Mortgage Orb - Les Parker - 19 December 2016
BLOG VIEW: The Fed, after over 18 months of dithering, is finally embarking on a strong dollar policy. That is what I see as the ultimate consequence of the Dec. 14 announcement by the Federal Open Market Committee to hike interest rates by 0.25%.
Why does this matter to mortgage originators? There are several reasons. First, a strong dollar policy favors a strong foreign exchange rate for the U.S. dollar. That will force debt-ridden economies to deal with the leverage because their assets will be less valuable in U.S. dollar terms. Weak collateral leads to delinquency and write-downs and various forms of debt forgiveness.
Think about U.S. residential real estate from 2007 to 2015. The same thing has been happening in emerging markets. Brazil in 2014 is a great example. Brazil went on sale via significant devaluation because of the U.S. Fed “taper tantum,” a.k.a., quantitative easing long exit.
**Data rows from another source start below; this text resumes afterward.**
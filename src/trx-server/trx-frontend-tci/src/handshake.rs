// SPDX-FileCopyrightText: 2025 Stanislaw Grams <stanislawgrams@gmail.com>
//
// SPDX-License-Identifier: BSD-2-Clause

//! HTTP/1.1 upgrade to WebSocket (RFC 6455 section 4.2).

use std::time::Duration;

use base64::prelude::*;
use sha1::{Digest, Sha1};
use tokio::io::{AsyncRead, AsyncReadExt, AsyncWrite, AsyncWriteExt};
use tokio::time::timeout;

use crate::error::HandshakeError;

pub const WEBSOCKET_GUID: &str = "258EAFA5-E914-47DA-95CA-C5AB0DC85B11";

/// Upper bound on the request head, headers included.
pub const MAX_REQUEST_LEN: usize = 2048;
pub const MAX_KEY_LEN: usize = 64;

const KEY_HEADER: &str = "sec-websocket-key";
const HEADER_END: &[u8] = b"\r\n\r\n";

/// Compute `Sec-WebSocket-Accept` for a client key.
pub fn accept_key(client_key: &str) -> String {
    let mut hasher = Sha1::new();
    hasher.update(client_key.as_bytes());
    hasher.update(WEBSOCKET_GUID.as_bytes());
    BASE64_STANDARD.encode(hasher.finalize())
}

/// Validate an upgrade request head and extract the client key.
pub fn parse_upgrade_request(request: &[u8]) -> Result<String, HandshakeError> {
    if !request.starts_with(b"GET") {
        return Err(HandshakeError::NotGet);
    }

    let text = String::from_utf8_lossy(request);
    for line in text.lines().skip(1) {
        if line.is_empty() {
            break;
        }
        let Some((name, value)) = line.split_once(':') else {
            continue;
        };
        if !name.trim().eq_ignore_ascii_case(KEY_HEADER) {
            continue;
        }
        let value = value.trim();
        if value.is_empty() {
            return Err(HandshakeError::MissingKey);
        }
        if value.len() > MAX_KEY_LEN {
            return Err(HandshakeError::KeyTooLong);
        }
        return Ok(value.to_string());
    }
    Err(HandshakeError::MissingKey)
}

pub fn switching_protocols_response(accept: &str) -> String {
    format!(
        "HTTP/1.1 101 Switching Protocols\r\n\
         Connection: Upgrade\r\n\
         Upgrade: websocket\r\n\
         Sec-WebSocket-Accept: {accept}\r\n\r\n"
    )
}

/// Run the server side of the upgrade on `stream`.
///
/// On success the 101 response has been written and any bytes the client
/// sent after the request head are returned so the caller can treat them
/// as the start of the frame stream.
pub async fn accept_upgrade<S>(
    stream: &mut S,
    deadline: Duration,
) -> Result<Vec<u8>, HandshakeError>
where
    S: AsyncRead + AsyncWrite + Unpin,
{
    let (head, leftover) = timeout(deadline, read_request_head(stream))
        .await
        .map_err(|_| HandshakeError::Timeout)??;

    let key = parse_upgrade_request(&head)?;
    let response = switching_protocols_response(&accept_key(&key));
    stream.write_all(response.as_bytes()).await?;
    stream.flush().await?;
    Ok(leftover)
}

async fn read_request_head<S>(stream: &mut S) -> Result<(Vec<u8>, Vec<u8>), HandshakeError>
where
    S: AsyncRead + Unpin,
{
    let mut buf = Vec::with_capacity(512);
    let mut chunk = [0u8; 512];
    loop {
        let n = stream.read(&mut chunk).await?;
        if n == 0 {
            return Err(HandshakeError::Closed);
        }
        buf.extend_from_slice(&chunk[..n]);

        // Plain TCP clients are turned away as soon as the method is known.
        let method_ok = if buf.len() >= 3 {
            buf.starts_with(b"GET")
        } else {
            b"GET".starts_with(&buf)
        };
        if !method_ok {
            return Err(HandshakeError::NotGet);
        }

        if let Some(pos) = buf.windows(HEADER_END.len()).position(|w| w == HEADER_END) {
            let leftover = buf.split_off(pos + HEADER_END.len());
            return Ok((buf, leftover));
        }
        if buf.len() > MAX_REQUEST_LEN {
            return Err(HandshakeError::RequestTooLarge);
        }
    }
}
U.S. 10-year yields fell to 1.87% (our forecast was 1.9% in 2014), and mortgage rates dropped to near 3.9%, according to Freddie Mac’s Primary Mortgage Market Survey.
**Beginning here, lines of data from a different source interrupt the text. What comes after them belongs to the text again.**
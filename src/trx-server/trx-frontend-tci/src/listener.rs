// SPDX-FileCopyrightText: 2025 Stanislaw Grams <stanislawgrams@gmail.com>
//
// SPDX-License-Identifier: BSD-2-Clause

//! TCP accept loop for the TCI server.
//!
//! A slot is reserved before `accept`, so no connection is taken while all
//! slots are busy; waiting clients sit in the kernel backlog until one
//! frees up.

use std::io;
use std::net::SocketAddr;
use std::sync::Arc;
use std::time::Duration;

use tokio::net::{TcpListener, TcpSocket, TcpStream};
use tokio::sync::watch;
use tokio::time::{sleep, timeout};
use tracing::{debug, info, warn};

use crate::error::HandshakeError;
use crate::handshake;
use crate::registry::Lease;
use crate::reporter::{spawn_report_timer, REPORT_INTERVAL};
use crate::server::TciContext;
use crate::worker::Connection;

pub const ACCEPT_TIMEOUT: Duration = Duration::from_millis(500);
pub const HANDSHAKE_TIMEOUT: Duration = Duration::from_secs(2);
/// Pause between retries while every slot is occupied.
pub const SLOT_RETRY_DELAY: Duration = Duration::from_millis(100);
const LISTEN_BACKLOG: u32 = 16;

/// Bind a listening socket with address reuse enabled.
pub fn bind_listener(addr: SocketAddr) -> io::Result<TcpListener> {
    let socket = if addr.is_ipv4() {
        TcpSocket::new_v4()?
    } else {
        TcpSocket::new_v6()?
    };
    socket.set_reuseaddr(true)?;
    #[cfg(all(unix, not(any(target_os = "solaris", target_os = "illumos"))))]
    socket.set_reuseport(true)?;
    socket.bind(addr)?;
    socket.listen(LISTEN_BACKLOG)
}

async fn wait_for_shutdown(shutdown_rx: &mut watch::Receiver<bool>) {
    if *shutdown_rx.borrow() {
        return;
    }
    while shutdown_rx.changed().await.is_ok() {
        if *shutdown_rx.borrow() {
            return;
        }
    }
}

/// Accept clients until `shutdown_rx` flips to true.
pub async fn run_listener(
    listener: TcpListener,
    ctx: Arc<TciContext>,
    mut shutdown_rx: watch::Receiver<bool>,
) {
    let mut reserved: Option<Lease> = None;

    loop {
        if *shutdown_rx.borrow() {
            break;
        }

        let lease = match reserved.take().or_else(|| ctx.registry.allocate()) {
            Some(lease) => lease,
            None => {
                tokio::select! {
                    _ = sleep(SLOT_RETRY_DELAY) => {}
                    _ = wait_for_shutdown(&mut shutdown_rx) => break,
                }
                continue;
            }
        };

        let accepted = tokio::select! {
            res = timeout(ACCEPT_TIMEOUT, listener.accept()) => res,
            _ = wait_for_shutdown(&mut shutdown_rx) => {
                ctx.registry.release(lease);
                break;
            }
        };

        let (stream, peer) = match accepted {
            Err(_) => {
                reserved = Some(lease);
                continue;
            }
            Ok(Err(e)) => {
                warn!("TCI accept failed: {}", e);
                reserved = Some(lease);
                sleep(SLOT_RETRY_DELAY).await;
                continue;
            }
            Ok(Ok(pair)) => pair,
        };

        debug!("TCI connection from {} on slot {}", peer, lease);
        if let Err(e) = admit(stream, peer, lease, &ctx).await {
            info!("TCI connection from {} rejected: {}", peer, e);
            ctx.registry.release(lease);
        }
    }

    if let Some(lease) = reserved {
        ctx.registry.release(lease);
    }
    info!("TCI listener stopped");
}

/// Upgrade an accepted connection and start its worker and reporter.
async fn admit(
    mut stream: TcpStream,
    peer: SocketAddr,
    lease: Lease,
    ctx: &Arc<TciContext>,
) -> Result<(), HandshakeError> {
    stream.set_nodelay(true)?;
    let leftover = handshake::accept_upgrade(&mut stream, HANDSHAKE_TIMEOUT).await?;

    let shutdown = ctx
        .registry
        .open(lease, peer)
        .ok_or(HandshakeError::SlotReleased)?;

    let (reader, writer) = stream.into_split();
    ctx.events.attach(lease, Box::new(writer));

    let connection = Connection::new(lease, peer, reader, leftover, shutdown, ctx.clone());
    tokio::spawn(connection.run());

    let timer = spawn_report_timer(lease, ctx.events.clone(), REPORT_INTERVAL);
    ctx.registry.set_reporter(lease, timer);
    Ok(())
}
The chart below shows that under quantitative easing, the 10-year rose, but with declining or no quantitative easing, 10-year yields fell.
Second, falling asset prices in some countries outside the U.S. tend to get messy, so international investors will cling to safe investments – namely, U.S. Treasuries of all maturities, but particularly the U.S. 10-year. So, some countries will go on sale, such as the U.K. after BREXIT on June 23, which saw a 15% devaluation in 24 hours.
Fed policy anticipation by the fixed-income market tends to go in the direction of the Fed signal but then goes opposite when the policy is actually announced. Since BREXIT, the Fed has tried to talk tightening and the 10-year yield rose somewhat. Then came the Trump bump. It changed the game, adding positive anticipation of more growth, higher wages and inflation. Mortgage rates bottomed in July and have risen to 4.16% in Freddie Mac’s survey as of Dec. 15.
So, where will mortgage rates go during 2017? The short answer is this: Rates will go down, and then they will increase, with high volatility.
In the first quarter of 2017, I see emerging market stress from the stronger dollar as supported by a tightening Fed. Emerging countries and businesses that have debt denominated in U.S. dollars will find that paying off the dollar debt becomes more expensive as they pay with their local currency that’s losing value against the dollar. Along with that I see the 10-year Treasury Note yields will drop significantly. Revisiting the late September 2016 or early July 2016 lows can reasonably be expected. Of course, that should spark a sharp increase in refinances because consumers will see this for what it is – a last shot to lock in generational low yields. It will modestly support the purchase money market because low inventories are the major constraint.
But here is the rest of the story for 2017: After markets deal with the emerging markets issues, with the strong dollar; protectionist trade rhetoric out of U.S.; and banks that have the bad debt exposure, I see a liquidity crisis as investors exit Treasuries to get into riskier investment. The great reallocation will lead to some spectacular mortgage banking failures. They will not be able to handle the margin calls. Others will fail to manage the pipeline risk with the industry-pervasive reactive risk management models.
The flood of servicing portfolios will also hurt the financial performance mortgage bankers. Increased volatility is always the enemy of financial institutions, and 2017 will be no different.
The winners in 2017? Mortgage bankers that have quality underwriting and manufacturing and strong purchase money strategies, as well as a nimble refinance model.